## Collected data
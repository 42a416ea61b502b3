/// Publishes change events to Redis Streams
///
/// ```text
/// PgStore mutation
///     │
///     │ publish()
///     ▼
/// ChangeWriter ── XADD changes:{table} ──> RedisChangeFeed tails
/// ```
///
/// XADD is retried with exponential backoff before giving up.
///
/// # Example
///
/// ```no_run
/// use taskboard_shared::events::{ChangeEvent, ChangeKind, Table};
/// use taskboard_shared::redis::client::{RedisClient, RedisConfig};
/// use taskboard_shared::redis::stream_writer::ChangeWriter;
/// use serde_json::json;
///
/// # async fn example() -> anyhow::Result<()> {
/// let client = RedisClient::new(RedisConfig::new("redis://localhost:6379")).await?;
/// let writer = ChangeWriter::new(client);
///
/// let event = ChangeEvent::new(Table::Tasks, ChangeKind::Insert, json!({"title": "Ship it"}));
/// let stream_id = writer.publish(&event).await?;
/// # Ok(())
/// # }
/// ```

use crate::events::change::ChangeEvent;
use crate::events::serialization::{change_stream_key, serialize_change, SerializationError};
use crate::redis::client::RedisClient;
use redis::AsyncCommands;
use std::collections::HashMap;
use thiserror::Error;

/// Stream writer errors
#[derive(Error, Debug)]
pub enum StreamWriterError {
    /// Serialization error
    #[error("Serialization error: {0}")]
    SerializationError(#[from] SerializationError),

    /// Write failed after retries
    #[error("Failed to write event after {attempts} attempts: {last_error}")]
    WriteFailed { attempts: u32, last_error: String },
}

/// Retry behaviour for XADD
#[derive(Debug, Clone)]
pub struct StreamWriterConfig {
    /// Maximum number of retry attempts
    pub max_retries: u32,

    /// Base delay between retries in milliseconds
    pub base_retry_delay_ms: u64,

    /// Maximum delay between retries in milliseconds
    pub max_retry_delay_ms: u64,

    /// Approximate cap on entries kept per stream (`MAXLEN ~`)
    pub max_stream_len: usize,
}

impl Default for StreamWriterConfig {
    fn default() -> Self {
        Self {
            max_retries: 3,
            base_retry_delay_ms: 100,
            max_retry_delay_ms: 5000,
            max_stream_len: 10_000,
        }
    }
}

impl StreamWriterConfig {
    /// Backoff before retry number `attempt` (1-based)
    pub fn retry_delay_ms(&self, attempt: u32) -> u64 {
        let exp = attempt.saturating_sub(1).min(16);
        std::cmp::min(
            self.base_retry_delay_ms.saturating_mul(2u64.pow(exp)),
            self.max_retry_delay_ms,
        )
    }
}

/// Writes [`ChangeEvent`]s to `changes:{table}`
#[derive(Clone)]
pub struct ChangeWriter {
    client: RedisClient,
    config: StreamWriterConfig,
}

impl ChangeWriter {
    pub fn new(client: RedisClient) -> Self {
        Self::with_config(client, StreamWriterConfig::default())
    }

    pub fn with_config(client: RedisClient, config: StreamWriterConfig) -> Self {
        Self { client, config }
    }

    /// Publishes an event and returns its stream entry id
    ///
    /// # Errors
    ///
    /// Returns an error if serialization fails or XADD keeps failing after
    /// all retries.
    pub async fn publish(&self, event: &ChangeEvent) -> Result<String, StreamWriterError> {
        let fields = serialize_change(event)?;
        let stream_key = change_stream_key(event.table);

        let stream_id = self.xadd_with_retry(&stream_key, &fields).await?;

        tracing::debug!(
            table = %event.table,
            kind = %event.kind,
            stream_id = %stream_id,
            "Published change event"
        );

        Ok(stream_id)
    }

    async fn xadd_with_retry(
        &self,
        stream_key: &str,
        fields: &HashMap<String, String>,
    ) -> Result<String, StreamWriterError> {
        let items: Vec<(&str, &str)> = fields
            .iter()
            .map(|(k, v)| (k.as_str(), v.as_str()))
            .collect();
        let max_len = redis::streams::StreamMaxlen::Approx(self.config.max_stream_len);

        let mut attempt = 0;
        loop {
            let mut conn = self.client.get_connection();

            match conn.xadd_maxlen(stream_key, max_len, "*", &items).await {
                Ok(stream_id) => return Ok(stream_id),
                Err(e) => {
                    attempt += 1;

                    if attempt > self.config.max_retries {
                        return Err(StreamWriterError::WriteFailed {
                            attempts: attempt,
                            last_error: e.to_string(),
                        });
                    }

                    let delay_ms = self.config.retry_delay_ms(attempt);
                    tracing::warn!(
                        stream_key = %stream_key,
                        attempt = attempt,
                        delay_ms = delay_ms,
                        error = %e,
                        "XADD failed, retrying"
                    );

                    tokio::time::sleep(std::time::Duration::from_millis(delay_ms)).await;
                }
            }
        }
    }
}

#[cfg(test)]
mod tests {
    use super::*;
    use crate::events::change::{ChangeKind, Table};
    use serde_json::json;

    #[test]
    fn test_stream_writer_config_default() {
        let config = StreamWriterConfig::default();
        assert_eq!(config.max_retries, 3);
        assert_eq!(config.base_retry_delay_ms, 100);
        assert_eq!(config.max_retry_delay_ms, 5000);
        assert_eq!(config.max_stream_len, 10_000);
    }

    #[test]
    fn test_retry_delay_backoff() {
        let config = StreamWriterConfig::default();
        assert_eq!(config.retry_delay_ms(1), 100);
        assert_eq!(config.retry_delay_ms(2), 200);
        assert_eq!(config.retry_delay_ms(3), 400);
        assert_eq!(config.retry_delay_ms(10), 5000);
        assert_eq!(config.retry_delay_ms(u32::MAX), 5000);
    }

    #[tokio::test]
    #[ignore] // Requires running Redis instance
    async fn test_publish() {
        use crate::redis::client::RedisConfig;

        let client = RedisClient::new(RedisConfig::default_for_test()).await.unwrap();
        let writer = ChangeWriter::new(client);

        let event = ChangeEvent::new(Table::Tasks, ChangeKind::Insert, json!({"title": "t"}));
        let stream_id = writer.publish(&event).await.unwrap();
        assert!(stream_id.contains('-'));
    }
}
/// Client configuration
///
/// Loaded from environment variables, with a `.env` file picked up in
/// development.
///
/// # Environment Variables
///
/// - `DATABASE_URL`: PostgreSQL connection string (required)
/// - `REDIS_URL`: Redis URL carrying change events (required)
/// - `SESSION_SECRET`: Key that signs session tokens, at least 32 characters (required)
/// - `DATABASE_MAX_CONNECTIONS`: Pool size (default: 10)
///
/// # Example
///
/// ```no_run
/// use taskboard_client::config::Config;
///
/// match Config::from_env() {
///     Ok(config) => println!("Using database with {} connections", config.database.max_connections),
///     Err(e) => eprintln!("{}", e.screen()),
/// }
/// ```

use std::env;
use std::fmt;

/// Keys that must be present for the client to start
pub const REQUIRED_KEYS: [&str; 3] = ["DATABASE_URL", "REDIS_URL", "SESSION_SECRET"];

/// Shortest accepted session secret
pub const MIN_SECRET_LENGTH: usize = 32;

/// Complete client configuration
#[derive(Debug, Clone)]
pub struct Config {
    pub database: DatabaseConfig,
    pub redis: RedisConfig,
    pub session: SessionConfig,
}

/// Database configuration
#[derive(Debug, Clone)]
pub struct DatabaseConfig {
    /// PostgreSQL connection URL
    pub url: String,

    /// Maximum number of connections in pool
    pub max_connections: u32,
}

/// Redis configuration
#[derive(Debug, Clone)]
pub struct RedisConfig {
    pub url: String,
}

/// Session token configuration
#[derive(Clone)]
pub struct SessionConfig {
    /// HS256 signing key
    pub secret: String,
}

impl fmt::Debug for SessionConfig {
    fn fmt(&self, f: &mut fmt::Formatter<'_>) -> fmt::Result {
        f.debug_struct("SessionConfig").field("secret", &"***").finish()
    }
}

/// Configuration problems found at startup
#[derive(Debug, Clone, PartialEq, Eq, thiserror::Error)]
pub enum ConfigError {
    /// One or more required keys are unset or empty
    #[error("missing configuration: {}", .0.join(", "))]
    Missing(Vec<&'static str>),

    /// A key is present but unusable
    #[error("invalid {key}: {reason}")]
    Invalid { key: &'static str, reason: String },
}

impl ConfigError {
    /// Full-screen message shown instead of the application
    pub fn screen(&self) -> String {
        let mut out = String::new();
        out.push_str("Configuration Error\n");
        out.push_str("===================\n\n");
        out.push_str("Backend configuration is missing or invalid. The application cannot start.\n\n");

        match self {
            ConfigError::Missing(keys) => {
                out.push_str(
                    "Please create a .env file in the project root with the following keys:\n",
                );
                for key in keys {
                    out.push_str(&format!("  - {}\n", key));
                }
            }
            ConfigError::Invalid { key, reason } => {
                out.push_str(&format!("{} is invalid: {}\n", key, reason));
                out.push_str("\nRequired keys:\n");
                for key in REQUIRED_KEYS {
                    out.push_str(&format!("  - {}\n", key));
                }
            }
        }

        out.push_str("\nCheck the README.md or .env.example for details.\n");
        out
    }
}

impl Config {
    /// Loads configuration from the process environment
    ///
    /// All missing keys are reported together.
    pub fn from_env() -> Result<Self, ConfigError> {
        dotenvy::dotenv().ok();
        Self::from_lookup(|key| env::var(key).ok())
    }

    /// Loads configuration through an arbitrary key lookup
    pub fn from_lookup<F>(lookup: F) -> Result<Self, ConfigError>
    where
        F: Fn(&str) -> Option<String>,
    {
        let get = |key: &str| lookup(key).filter(|v| !v.trim().is_empty());

        let missing: Vec<&'static str> = REQUIRED_KEYS
            .iter()
            .copied()
            .filter(|key| get(*key).is_none())
            .collect();
        if !missing.is_empty() {
            return Err(ConfigError::Missing(missing));
        }

        let database_url = get("DATABASE_URL").unwrap_or_default();
        let redis_url = get("REDIS_URL").unwrap_or_default();
        let secret = get("SESSION_SECRET").unwrap_or_default();

        if secret.chars().count() < MIN_SECRET_LENGTH {
            return Err(ConfigError::Invalid {
                key: "SESSION_SECRET",
                reason: format!("must be at least {} characters long", MIN_SECRET_LENGTH),
            });
        }

        let max_connections = match get("DATABASE_MAX_CONNECTIONS") {
            None => 10,
            Some(raw) => raw.trim().parse::<u32>().map_err(|e| ConfigError::Invalid {
                key: "DATABASE_MAX_CONNECTIONS",
                reason: e.to_string(),
            })?,
        };

        Ok(Self {
            database: DatabaseConfig {
                url: database_url,
                max_connections,
            },
            redis: RedisConfig { url: redis_url },
            session: SessionConfig { secret },
        })
    }
}

#[cfg(test)]
mod tests {
    use super::*;
    use std::collections::HashMap;

    const SECRET: &str = "test-secret-key-at-least-32-bytes-long";

    fn lookup(pairs: &[(&str, &str)]) -> impl Fn(&str) -> Option<String> {
        let map: HashMap<String, String> = pairs
            .iter()
            .map(|(k, v)| (k.to_string(), v.to_string()))
            .collect();
        move |key| map.get(key).cloned()
    }

    #[test]
    fn test_complete_config() {
        let config = Config::from_lookup(lookup(&[
            ("DATABASE_URL", "postgresql://localhost/taskboard"),
            ("REDIS_URL", "redis://localhost:6379"),
            ("SESSION_SECRET", SECRET),
        ]))
        .unwrap();

        assert_eq!(config.database.url, "postgresql://localhost/taskboard");
        assert_eq!(config.database.max_connections, 10);
        assert_eq!(config.redis.url, "redis://localhost:6379");
        assert_eq!(config.session.secret, SECRET);
    }

    #[test]
    fn test_missing_keys_reported_together() {
        let err = Config::from_lookup(lookup(&[("REDIS_URL", "redis://localhost")])).unwrap_err();
        assert_eq!(err, ConfigError::Missing(vec!["DATABASE_URL", "SESSION_SECRET"]));
    }

    #[test]
    fn test_blank_value_counts_as_missing() {
        let err = Config::from_lookup(lookup(&[
            ("DATABASE_URL", "   "),
            ("REDIS_URL", "redis://localhost"),
            ("SESSION_SECRET", SECRET),
        ]))
        .unwrap_err();
        assert_eq!(err, ConfigError::Missing(vec!["DATABASE_URL"]));
    }

    #[test]
    fn test_short_secret_rejected() {
        let err = Config::from_lookup(lookup(&[
            ("DATABASE_URL", "postgresql://localhost/taskboard"),
            ("REDIS_URL", "redis://localhost"),
            ("SESSION_SECRET", "short"),
        ]))
        .unwrap_err();
        assert!(matches!(err, ConfigError::Invalid { key: "SESSION_SECRET", .. }));
    }

    #[test]
    fn test_invalid_pool_size() {
        let err = Config::from_lookup(lookup(&[
            ("DATABASE_URL", "postgresql://localhost/taskboard"),
            ("REDIS_URL", "redis://localhost"),
            ("SESSION_SECRET", SECRET),
            ("DATABASE_MAX_CONNECTIONS", "lots"),
        ]))
        .unwrap_err();
        assert!(matches!(err, ConfigError::Invalid { key: "DATABASE_MAX_CONNECTIONS", .. }));
    }

    #[test]
    fn test_screen_lists_missing_keys() {
        let screen = ConfigError::Missing(vec!["DATABASE_URL", "REDIS_URL"]).screen();
        assert!(screen.starts_with("Configuration Error"));
        assert!(screen.contains("The application cannot start."));
        assert!(screen.contains("  - DATABASE_URL\n"));
        assert!(screen.contains("  - REDIS_URL\n"));
        assert!(!screen.contains("SESSION_SECRET"));
    }

    #[test]
    fn test_secret_not_in_debug_output() {
        let debug = format!("{:?}", SessionConfig { secret: SECRET.to_string() });
        assert!(!debug.contains(SECRET));
    }
}
impl Task {
    /// Creates a task in the `To Do` column
    ///
    /// # Errors
    ///
    /// Returns an error if the database operation fails
    pub async fn create(pool: &PgPool, data: NewTask) -> Result<Self, sqlx::Error> {
        let task = sqlx::query_as::<_, Task>(
            r#"
            INSERT INTO tasks AS t (title, description, status, priority, assigned_to, created_by, due_date)
            VALUES ($1, $2, 'To Do', $3, $4, $5, $6)
            RETURNING t.id, t.title, t.description, t.status, t.priority,
                      t.assigned_to, t.created_by, t.due_date, t.created_at
            "#,
        )
        .bind(data.title)
        .bind(data.description)
        .bind(data.priority.as_str())
        .bind(data.assigned_to)
        .bind(data.created_by)
        .bind(data.due_date)
        .fetch_one(pool)
        .await?;

        Ok(task)
    }

    /// Finds a task by ID
    pub async fn find_by_id(pool: &PgPool, id: Uuid) -> Result<Option<Self>, sqlx::Error> {
        let task = sqlx::query_as::<_, Task>(&format!(
            "SELECT {TASK_COLUMNS} FROM tasks t WHERE t.id = $1"
        ))
        .bind(id)
        .fetch_optional(pool)
        .await?;

        Ok(task)
    }

    /// Lists tasks matching `query`
    pub async fn list(pool: &PgPool, query: &TaskQuery) -> Result<Vec<Self>, sqlx::Error> {
        let mut qb = QueryBuilder::<Postgres>::new(format!("SELECT {TASK_COLUMNS} FROM tasks t"));
        query.push_filters(&mut qb);

        let tasks = qb.build_query_as::<Task>().fetch_all(pool).await?;
        Ok(tasks)
    }

    /// Lists tasks matching `query`, joined with the assignee's display name
    ///
    /// The join is a LEFT JOIN on `users.email`, so tasks assigned to an
    /// identifier without a profile row are still returned.
    pub async fn list_with_assignee(
        pool: &PgPool,
        query: &TaskQuery,
    ) -> Result<Vec<AssignedTask>, sqlx::Error> {
        let mut qb = QueryBuilder::<Postgres>::new(format!(
            "SELECT {TASK_COLUMNS}, u.name AS assignee_name \
             FROM tasks t LEFT JOIN users u ON u.email = t.assigned_to"
        ));
        query.push_filters(&mut qb);

        let tasks = qb.build_query_as::<AssignedTask>().fetch_all(pool).await?;
        Ok(tasks)
    }

    /// Applies a partial update
    ///
    /// Returns `None` if no task has this ID.
    pub async fn update(
        pool: &PgPool,
        id: Uuid,
        patch: &TaskPatch,
    ) -> Result<Option<Self>, sqlx::Error> {
        if patch.is_empty() {
            return Self::find_by_id(pool, id).await;
        }

        let mut qb = QueryBuilder::<Postgres>::new("UPDATE tasks AS t SET ");
        {
            let mut set = qb.separated(", ");
            if let Some(title) = &patch.title {
                set.push("title = ").push_bind_unseparated(title.clone());
            }
            if let Some(description) = &patch.description {
                set.push("description = ").push_bind_unseparated(description.clone());
            }
            if let Some(status) = patch.status {
                set.push("status = ").push_bind_unseparated(status.as_str());
            }
            if let Some(priority) = patch.priority {
                set.push("priority = ").push_bind_unseparated(priority.as_str());
            }
            if let Some(assigned_to) = &patch.assigned_to {
                set.push("assigned_to = ").push_bind_unseparated(assigned_to.clone());
            }
            if let Some(due_date) = patch.due_date {
                set.push("due_date = ").push_bind_unseparated(due_date);
            }
        }
        qb.push(" WHERE t.id = ").push_bind(id);
        qb.push(format!(" RETURNING {TASK_COLUMNS}"));

        let task = qb.build_query_as::<Task>().fetch_optional(pool).await?;
        Ok(task)
    }

    /// Deletes a task
    ///
    /// Comments on the task are removed by the foreign key cascade.
    pub async fn delete(pool: &PgPool, id: Uuid) -> Result<bool, sqlx::Error> {
        let result = sqlx::query("DELETE FROM tasks WHERE id = $1")
            .bind(id)
            .execute(pool)
            .await?;

        Ok(result.rows_affected() > 0)
    }
}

## EXERCISE DESCRIPTION
When the word "characters" occurs in a line above, list that line.

## ANSWER SPACE
/// - `SESSION_SECRET`: Key that signs session tokens, at least 32 characters (required)
                reason: format!("must be at least {} characters long", MIN_SECRET_LENGTH),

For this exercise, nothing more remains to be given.